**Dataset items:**
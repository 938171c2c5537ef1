/// Generate client methods with oneshot channel boilerplate and automatic tracing.
///
/// The parameter names double as the field names of the request variant.
macro_rules! client_method {
    ($client:ty => fn $method:ident($($param:ident: $param_type:ty),*) -> $return_type:ty as $request:ident::$variant:ident, Error = $error_type:ty) => {
        impl $client {
            #[tracing::instrument(skip(self))]
            pub async fn $method(&self, $($param: $param_type),*) -> Result<$return_type, $error_type> {
                tracing::debug!("Sending request");
                let (respond_to, response) = tokio::sync::oneshot::channel();
                self.sender.send($request::$variant {
                    $($param,)*
                    respond_to,
                }).await.map_err(|_| <$error_type>::ActorCommunicationError("Actor closed".to_string()))?;

                response.await.map_err(|_| <$error_type>::ActorCommunicationError("Actor dropped".to_string()))?
            }
        }
    };
}
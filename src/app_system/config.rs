use std::net::SocketAddr;

use thiserror::Error;

pub const DEFAULT_MONGODB_URI: &str = "mongodb://localhost:27017";
pub const DEFAULT_DATABASE_NAME: &str = "crud-product";
pub const DEFAULT_SERVICE_BUFFER: usize = 100;

#[derive(Debug, Clone, Error, PartialEq)]
pub enum ConfigError {
    #[error("Invalid value for {key}: {value}")]
    InvalidValue { key: &'static str, value: String },
}

/// Runtime configuration, read from the environment.
#[derive(Debug, Clone, PartialEq)]
pub struct AppConfig {
    /// `MONGODB_URI`
    pub mongodb_uri: String,
    /// `DATABASE_NAME`
    pub database_name: String,
    /// `BIND_ADDR`
    pub bind_addr: SocketAddr,
    /// `SERVICE_BUFFER`, capacity of the product service channel.
    pub service_buffer: usize,
}

impl AppConfig {
    pub fn from_env() -> Result<Self, ConfigError> {
        Self::from_lookup(|key| std::env::var(key).ok())
    }

    /// Builds a configuration from any key lookup. Unset and empty values
    /// fall back to the defaults.
    pub fn from_lookup(lookup: impl Fn(&str) -> Option<String>) -> Result<Self, ConfigError> {
        let get = |key: &str| lookup(key).filter(|value| !value.trim().is_empty());
        let mut config = Self::default();

        if let Some(uri) = get("MONGODB_URI") {
            config.mongodb_uri = uri;
        }
        if let Some(name) = get("DATABASE_NAME") {
            config.database_name = name;
        }
        if let Some(addr) = get("BIND_ADDR") {
            config.bind_addr = addr.trim().parse().map_err(|_| ConfigError::InvalidValue {
                key: "BIND_ADDR",
                value: addr.clone(),
            })?;
        }
        if let Some(buffer) = get("SERVICE_BUFFER") {
            config.service_buffer = match buffer.trim().parse::<usize>() {
                Ok(size) if size > 0 => size,
                _ => {
                    return Err(ConfigError::InvalidValue {
                        key: "SERVICE_BUFFER",
                        value: buffer,
                    })
                }
            };
        }

        Ok(config)
    }

    pub fn with_bind_addr(mut self, addr: SocketAddr) -> Self {
        self.bind_addr = addr;
        self
    }
}

impl Default for AppConfig {
    fn default() -> Self {
        Self {
            mongodb_uri: DEFAULT_MONGODB_URI.to_string(),
            database_name: DEFAULT_DATABASE_NAME.to_string(),
            bind_addr: SocketAddr::from(([0, 0, 0, 0], 8080)),
            service_buffer: DEFAULT_SERVICE_BUFFER,
        }
    }
}

#[cfg(test)]
mod tests {
    use super::*;
    use std::collections::HashMap;

    fn lookup(pairs: &[(&str, &str)]) -> impl Fn(&str) -> Option<String> {
        let vars: HashMap<String, String> = pairs
            .iter()
            .map(|(k, v)| (k.to_string(), v.to_string()))
            .collect();
        move |key: &str| vars.get(key).cloned()
    }

    #[test]
    fn test_defaults_when_unset() {
        let config = AppConfig::from_lookup(lookup(&[])).unwrap();
        assert_eq!(config, AppConfig::default());
        assert_eq!(config.mongodb_uri, "mongodb://localhost:27017");
        assert_eq!(config.database_name, "crud-product");
        assert_eq!(config.bind_addr.to_string(), "0.0.0.0:8080");
    }

    #[test]
    fn test_empty_values_fall_back() {
        let config = AppConfig::from_lookup(lookup(&[("MONGODB_URI", ""), ("DATABASE_NAME", "  ")])).unwrap();
        assert_eq!(config, AppConfig::default());
    }

    #[test]
    fn test_overrides() {
        let config = AppConfig::from_lookup(lookup(&[
            ("MONGODB_URI", "mongodb://db:27017"),
            ("DATABASE_NAME", "catalog"),
            ("BIND_ADDR", "127.0.0.1:9000"),
            ("SERVICE_BUFFER", "8"),
        ]))
        .unwrap();
        assert_eq!(config.mongodb_uri, "mongodb://db:27017");
        assert_eq!(config.database_name, "catalog");
        assert_eq!(config.bind_addr, SocketAddr::from(([127, 0, 0, 1], 9000)));
        assert_eq!(config.service_buffer, 8);
    }

    #[test]
    fn test_invalid_values() {
        let err = AppConfig::from_lookup(lookup(&[("BIND_ADDR", "not-an-addr")])).unwrap_err();
        assert_eq!(
            err,
            ConfigError::InvalidValue { key: "BIND_ADDR", value: "not-an-addr".to_string() }
        );

        let err = AppConfig::from_lookup(lookup(&[("SERVICE_BUFFER", "0")])).unwrap_err();
        assert!(matches!(err, ConfigError::InvalidValue { key: "SERVICE_BUFFER", .. }));
    }
}
use std::sync::Arc;

use tracing::{error, info, instrument};

use crate::actors::ProductService;
use crate::clients::ProductClient;
use crate::store::{ProductStore, StoreError};

/// Owns the running product service and the store it writes to.
///
/// The store is created by the caller and handed in; nothing in the process
/// reaches for it through a global.
pub struct ProductSystem {
    pub product_client: ProductClient,
    store: Arc<dyn ProductStore>,
    handles: Vec<tokio::task::JoinHandle<()>>,
}

impl ProductSystem {
    #[instrument(name = "product_system", skip(store))]
    pub fn new(store: Arc<dyn ProductStore>, buffer_size: usize) -> Self {
        info!("Starting product system");

        let (product_service, product_client) = ProductService::new(buffer_size, Arc::clone(&store));
        let handles = vec![tokio::spawn(product_service.run())];

        info!("Product system started successfully");

        Self {
            product_client,
            store,
            handles,
        }
    }

    /// Stops the service, waits for it, then releases the store connection.
    #[instrument(skip(self))]
    pub async fn shutdown(self) -> Result<(), StoreError> {
        info!("Shutting down product system");

        let _ = self.product_client.shutdown().await;

        for handle in self.handles {
            if let Err(e) = handle.await {
                error!(error = ?e, "Service shutdown error");
            }
        }

        self.store.close().await?;

        info!("Product system shutdown complete");
        Ok(())
    }
}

**Problem description:** Your reply must be a faithful copy of each entry above.

**Completed exercise:**
repository 938171c2c5537ef1
/// Generate client methods with oneshot channel boilerplate and automatic tracing.
///
/// The parameter names double as the field names of the request variant.
macro_rules! client_method {
    ($client:ty => fn $method:ident($($param:ident: $param_type:ty),*) -> $return_type:ty as $request:ident::$variant:ident, Error = $error_type:ty) => {
        impl $client {
            #[tracing::instrument(skip(self))]
            pub async fn $method(&self, $($param: $param_type),*) -> Result<$return_type, $error_type> {
                tracing::debug!("Sending request");
                let (respond_to, response) = tokio::sync::oneshot::channel();
                self.sender.send($request::$variant {
                    $($param,)*
                    respond_to,
                }).await.map_err(|_| <$error_type>::ActorCommunicationError("Actor closed".to_string()))?;

                response.await.map_err(|_| <$error_type>::ActorCommunicationError("Actor dropped".to_string()))?
            }
        }
    };
}
filename src/app_system/config.rs
use std::net::SocketAddr;

use thiserror::Error;

pub const DEFAULT_MONGODB_URI: &str = "mongodb://localhost:27017";
pub const DEFAULT_DATABASE_NAME: &str = "crud-product";
pub const DEFAULT_SERVICE_BUFFER: usize = 100;

#[derive(Debug, Clone, Error, PartialEq)]
pub enum ConfigError {
    #[error("Invalid value for {key}: {value}")]
    InvalidValue { key: &'static str, value: String },
}

/// Runtime configuration, read from the environment.
#[derive(Debug, Clone, PartialEq)]
pub struct AppConfig {
    /// `MONGODB_URI`
    pub mongodb_uri: String,
    /// `DATABASE_NAME`
    pub database_name: String,
    /// `BIND_ADDR`
    pub bind_addr: SocketAddr,
    /// `SERVICE_BUFFER`, capacity of the product service channel.
    pub service_buffer: usize,
}

impl AppConfig {
    pub fn from_env() -> Result<Self, ConfigError> {
        Self::from_lookup(|key| std::env::var(key).ok())
    }

    /// Builds a configuration from any key lookup. Unset and empty values
    /// fall back to the defaults.
    pub fn from_lookup(lookup: impl Fn(&str) -> Option<String>) -> Result<Self, ConfigError> {
        let get = |key: &str| lookup(key).filter(|value| !value.trim().is_empty());
        let mut config = Self::default();

        if let Some(uri) = get("MONGODB_URI") {
            config.mongodb_uri = uri;
        }
        if let Some(name) = get("DATABASE_NAME") {
            config.database_name = name;
        }
        if let Some(addr) = get("BIND_ADDR") {
            config.bind_addr = addr.trim().parse().map_err(|_| ConfigError::InvalidValue {
                key: "BIND_ADDR",
                value: addr.clone(),
            })?;
        }
        if let Some(buffer) = get("SERVICE_BUFFER") {
            config.service_buffer = match buffer.trim().parse::<usize>() {
                Ok(size) if size > 0 => size,
                _ => {
                    return Err(ConfigError::InvalidValue {
                        key: "SERVICE_BUFFER",
                        value: buffer,
                    })
                }
            };
        }

        Ok(config)
    }

    pub fn with_bind_addr(mut self, addr: SocketAddr) -> Self {
        self.bind_addr = addr;
        self
    }
}

impl Default for AppConfig {
    fn default() -> Self {
        Self {
            mongodb_uri: DEFAULT_MONGODB_URI.to_string(),
            database_name: DEFAULT_DATABASE_NAME.to_string(),
            bind_addr: SocketAddr::from(([0, 0, 0, 0], 8080)),
            service_buffer: DEFAULT_SERVICE_BUFFER,
        }
    }
}

#[cfg(test)]
mod tests {
    use super::*;
    use std::collections::HashMap;

    fn lookup(pairs: &[(&str, &str)]) -> impl Fn(&str) -> Option<String> {
        let vars: HashMap<String, String> = pairs
            .iter()
            .map(|(k, v)| (k.to_string(), v.to_string()))
            .collect();
        move |key: &str| vars.get(key).cloned()
    }

    #[test]
    fn test_defaults_when_unset() {
        let config = AppConfig::from_lookup(lookup(&[])).unwrap();
        assert_eq!(config, AppConfig::default());
        assert_eq!(config.mongodb_uri, "mongodb://localhost:27017");
        assert_eq!(config.database_name, "crud-product");
        assert_eq!(config.bind_addr.to_string(), "0.0.0.0:8080");
    }

    #[test]
    fn test_empty_values_fall_back() {
        let config = AppConfig::from_lookup(lookup(&[("MONGODB_URI", ""), ("DATABASE_NAME", "  ")])).unwrap();
        assert_eq!(config, AppConfig::default());
    }

    #[test]
    fn test_overrides() {
        let config = AppConfig::from_lookup(lookup(&[
            ("MONGODB_URI", "mongodb://db:27017"),
            ("DATABASE_NAME", "catalog"),
            ("BIND_ADDR", "127.0.0.1:9000"),
            ("SERVICE_BUFFER", "8"),
        ]))
        .unwrap();
        assert_eq!(config.mongodb_uri, "mongodb://db:27017");
        assert_eq!(config.database_name, "catalog");
        assert_eq!(config.bind_addr, SocketAddr::from(([127, 0, 0, 1], 9000)));
        assert_eq!(config.service_buffer, 8);
    }

    #[test]
    fn test_invalid_values() {
        let err = AppConfig::from_lookup(lookup(&[("BIND_ADDR", "not-an-addr")])).unwrap_err();
        assert_eq!(
            err,
            ConfigError::InvalidValue { key: "BIND_ADDR", value: "not-an-addr".to_string() }
        );

        let err = AppConfig::from_lookup(lookup(&[("SERVICE_BUFFER", "0")])).unwrap_err();
        assert!(matches!(err, ConfigError::InvalidValue { key: "SERVICE_BUFFER", .. }));
    }
}
use std::sync::Arc;

use tracing::{error, info, instrument};

use crate::actors::ProductService;
use crate::clients::ProductClient;
use crate::store::{ProductStore, StoreError};

/// Owns the running product service and the store it writes to.
///
/// The store is created by the caller and handed in; nothing in the process
/// reaches for it through a global.
pub struct ProductSystem {
    pub product_client: ProductClient,
    store: Arc<dyn ProductStore>,
    handles: Vec<tokio::task::JoinHandle<()>>,
}

impl ProductSystem {
    #[instrument(name = "product_system", skip(store))]
    pub fn new(store: Arc<dyn ProductStore>, buffer_size: usize) -> Self {
        info!("Starting product system");

        let (product_service, product_client) = ProductService::new(buffer_size, Arc::clone(&store));
        let handles = vec![tokio::spawn(product_service.run())];

        info!("Product system started successfully");

        Self {
            product_client,
            store,
            handles,
        }
    }

    /// Stops the service, waits for it, then releases the store connection.
    #[instrument(skip(self))]
    pub async fn shutdown(self) -> Result<(), StoreError> {
        info!("Shutting down product system");

        let _ = self.product_client.shutdown().await;

        for handle in self.handles {
            if let Err(e) = handle.await {
                error!(error = ?e, "Service shutdown error");
            }
        }

        self.store.close().await?;

        info!("Product system shutdown complete");
        Ok(())
    }
}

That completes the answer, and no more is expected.